If only I could pay off my bills, then I would be happy.  If only I could lose this excess weight, then I would be happy. If only I was prettier or smarter or more of something else, then I would be happy. These are lies I have been telling myself my entire adult life. Basically I was saying that I was unhappy because of one or more things in my life were missing and once I found those things than I would finally be happy.
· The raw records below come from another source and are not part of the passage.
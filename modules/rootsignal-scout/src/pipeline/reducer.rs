//! Pure state updates for the scout pipeline.
//!
//! The reducer sees every event and updates `PipelineState` accordingly.
//! No I/O, no side effects — just bookkeeping.

use rootsignal_engine::Reducer;

use crate::pipeline::events::{FreshnessBucket, PipelineEvent, ScoutEvent};
use crate::pipeline::state::PipelineState;

use crate::enrichment::link_promoter::CollectedLink;

pub struct ScoutReducer;

impl Reducer<ScoutEvent, PipelineState> for ScoutReducer {
    fn reduce(&self, state: &mut PipelineState, event: &ScoutEvent) {
        let ScoutEvent::Pipeline(pe) = event else {
            // World and System events don't update pipeline state.
            return;
        };

        match pe {
            // Content fetching
            PipelineEvent::ContentFetched { .. } => {
                state.stats.urls_scraped += 1;
            }
            PipelineEvent::ContentUnchanged { .. } => {
                state.stats.urls_unchanged += 1;
            }
            PipelineEvent::ContentFetchFailed { .. } => {
                state.stats.urls_failed += 1;
            }

            // Extraction
            PipelineEvent::SignalsExtracted { count, .. } => {
                state.stats.signals_extracted += count;
            }

            // Dedup verdicts
            PipelineEvent::NewSignalAccepted { node_type, .. } => {
                state.stats.signals_stored += 1;
                if let Some(idx) = signal_type_index(node_type) {
                    state.stats.by_type[idx] += 1;
                }
            }
            PipelineEvent::CrossSourceMatchDetected { .. }
            | PipelineEvent::SameSourceReencountered { .. } => {
                state.stats.signals_deduplicated += 1;
            }

            // URL-level summary
            PipelineEvent::UrlProcessed {
                canonical_key,
                signals_created,
                ..
            } => {
                *state
                    .source_signal_counts
                    .entry(canonical_key.clone())
                    .or_default() += signals_created;
            }

            // Links
            PipelineEvent::LinkCollected {
                url,
                discovered_on,
            } => {
                state.collected_links.push(CollectedLink {
                    url: url.clone(),
                    discovered_on: discovered_on.clone(),
                });
            }

            // Expansion
            PipelineEvent::ExpansionQueryCollected { query, .. } => {
                state.expansion_queries.push(query.clone());
                state.stats.expansion_queries_collected += 1;
            }
            PipelineEvent::SocialTopicCollected { topic } => {
                state.social_expansion_topics.push(topic.clone());
                state.stats.expansion_social_topics_queued += 1;
            }

            // Social
            PipelineEvent::SocialPostsFetched { count, .. } => {
                state.stats.social_media_posts += count;
            }

            // Freshness
            PipelineEvent::FreshnessRecorded { bucket, .. } => match bucket {
                FreshnessBucket::Within7d => state.stats.fresh_7d += 1,
                FreshnessBucket::Within30d => state.stats.fresh_30d += 1,
                FreshnessBucket::Within90d => state.stats.fresh_90d += 1,
                FreshnessBucket::Older | FreshnessBucket::Unknown => {}
            },

            // Phase lifecycle — no state changes
            PipelineEvent::PhaseStarted { .. }
            | PipelineEvent::PhaseCompleted { .. }
            | PipelineEvent::ExtractionFailed { .. }
            | PipelineEvent::SignalStored { .. }
            | PipelineEvent::SourceDiscovered { .. } => {}
        }
    }
}

use rootsignal_common::types::NodeType;

/// Map signal node types to the `by_type` stats index.
/// Returns None for non-signal types (e.g. Citation).
fn signal_type_index(nt: &NodeType) -> Option<usize> {
    match nt {
        NodeType::Gathering => Some(0),
        NodeType::Aid => Some(1),
        NodeType::Need => Some(2),
        NodeType::Notice => Some(3),
        NodeType::Tension => Some(4),
        NodeType::Citation => None,
    }
}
I have been on this self-awareness journey for a very long time and I just figured this out.  Last night it hit me. I was laying awake trying to sleep and my mind just kept going in circles. I was thinking about what it would be like if I could lose about 30 pounds, cut my hair short (and miraculously have it be thicker too), start wearing some cool glasses and have a new sense of how to dress.  I thought as I fell asleep that those things would make me happy.  

Then I woke up as me; still chunky, gray haired with the same two outfits I had yesterday.  My mind wishes I was prettier and smarter, but my reality is simply what I am. That’s not to say I can’t try to improve myself, but the groundwork is laid and a beauty I’ll never be.  That’s ok.  Once I can finally accept my weight, my looks and my IQ, that’s when I think I will finally be happy. 

I gave up reading magazines and watching lots of tv years ago.  I found the constant bombardment of beauty products, clothing ads and other such nonsense made me feel less of a person.  So I did my own little boycott of those things thinking I would come to finally accept myself.  I thought I had but it turns out that I was wrong yet again. Those images still plagued me without even knowing it.

We, as humans, have been given the amazing ability to change ourselves for the better.  But short of plastic surgery and a wig, my looks are my looks. I can always learn new things, but I’m never going to be a Mensa.  And my fashion sense has always been and always will be a lost cause. Guess what?  That’s ok because those things along with my experiences have made me who I am today.

So no more wishing I was gorgeous or brilliant or even talented.  I will continue to try to improve myself but no more “if only” in my life. That seems like such an obvious lesson, yet it’s not one I easily learned.  So world here I am with all my flaws.  Now I get what Popeye was saying. I am what I am!